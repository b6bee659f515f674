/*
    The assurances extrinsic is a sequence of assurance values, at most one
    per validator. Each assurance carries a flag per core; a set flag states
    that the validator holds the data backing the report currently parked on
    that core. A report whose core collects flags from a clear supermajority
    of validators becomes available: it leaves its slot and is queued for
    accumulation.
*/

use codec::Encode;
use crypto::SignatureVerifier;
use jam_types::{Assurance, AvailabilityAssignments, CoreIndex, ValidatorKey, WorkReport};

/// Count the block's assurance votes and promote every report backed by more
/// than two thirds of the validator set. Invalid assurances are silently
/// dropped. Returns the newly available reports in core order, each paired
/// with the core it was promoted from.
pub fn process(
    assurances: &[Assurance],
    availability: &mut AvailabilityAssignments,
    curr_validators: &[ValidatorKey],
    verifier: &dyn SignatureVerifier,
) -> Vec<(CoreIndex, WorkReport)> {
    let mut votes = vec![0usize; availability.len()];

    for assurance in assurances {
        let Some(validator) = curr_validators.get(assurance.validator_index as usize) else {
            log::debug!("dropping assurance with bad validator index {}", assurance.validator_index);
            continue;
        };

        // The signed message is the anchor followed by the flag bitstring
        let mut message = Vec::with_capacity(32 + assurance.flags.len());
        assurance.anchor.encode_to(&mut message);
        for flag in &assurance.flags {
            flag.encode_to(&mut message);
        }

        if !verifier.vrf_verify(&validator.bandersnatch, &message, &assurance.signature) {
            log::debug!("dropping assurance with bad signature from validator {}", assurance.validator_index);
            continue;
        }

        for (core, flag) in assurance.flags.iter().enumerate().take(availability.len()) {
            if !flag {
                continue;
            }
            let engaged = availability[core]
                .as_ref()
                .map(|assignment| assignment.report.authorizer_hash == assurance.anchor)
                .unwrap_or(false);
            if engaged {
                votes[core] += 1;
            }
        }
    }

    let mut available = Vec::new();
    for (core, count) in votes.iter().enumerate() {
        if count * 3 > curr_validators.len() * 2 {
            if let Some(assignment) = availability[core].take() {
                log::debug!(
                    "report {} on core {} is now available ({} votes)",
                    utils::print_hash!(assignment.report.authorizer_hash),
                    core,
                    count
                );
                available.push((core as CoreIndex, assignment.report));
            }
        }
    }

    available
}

What is required >> Output every record above a second time, exactly.

Solution >>
repository b6bee659f515f674
/*
    The assurances extrinsic is a sequence of assurance values, at most one
    per validator. Each assurance carries a flag per core; a set flag states
    that the validator holds the data backing the report currently parked on
    that core. A report whose core collects flags from a clear supermajority
    of validators becomes available: it leaves its slot and is queued for
    accumulation.
*/

use codec::Encode;
use crypto::SignatureVerifier;
use jam_types::{Assurance, AvailabilityAssignments, CoreIndex, ValidatorKey, WorkReport};

/// Count the block's assurance votes and promote every report backed by more
/// than two thirds of the validator set. Invalid assurances are silently
/// dropped. Returns the newly available reports in core order, each paired
/// with the core it was promoted from.
pub fn process(
    assurances: &[Assurance],
    availability: &mut AvailabilityAssignments,
    curr_validators: &[ValidatorKey],
    verifier: &dyn SignatureVerifier,
) -> Vec<(CoreIndex, WorkReport)> {
    let mut votes = vec![0usize; availability.len()];

    for assurance in assurances {
        let Some(validator) = curr_validators.get(assurance.validator_index as usize) else {
            log::debug!("dropping assurance with bad validator index {}", assurance.validator_index);
            continue;
        };

        // The signed message is the anchor followed by the flag bitstring
        let mut message = Vec::with_capacity(32 + assurance.flags.len());
        assurance.anchor.encode_to(&mut message);
        for flag in &assurance.flags {
            flag.encode_to(&mut message);
        }

        if !verifier.vrf_verify(&validator.bandersnatch, &message, &assurance.signature) {
            log::debug!("dropping assurance with bad signature from validator {}", assurance.validator_index);
            continue;
        }

        for (core, flag) in assurance.flags.iter().enumerate().take(availability.len()) {
            if !flag {
                continue;
            }
            let engaged = availability[core]
                .as_ref()
                .map(|assignment| assignment.report.authorizer_hash == assurance.anchor)
                .unwrap_or(false);
            if engaged {
                votes[core] += 1;
            }
        }
    }

    let mut available = Vec::new();
    for (core, count) in votes.iter().enumerate() {
        if count * 3 > curr_validators.len() * 2 {
            if let Some(assignment) = availability[core].take() {
                log::debug!(
                    "report {} on core {} is now available ({} votes)",
                    utils::print_hash!(assignment.report.authorizer_hash),
                    core,
                    count
                );
                available.push((core as CoreIndex, assignment.report));
            }
        }
    }

    available
}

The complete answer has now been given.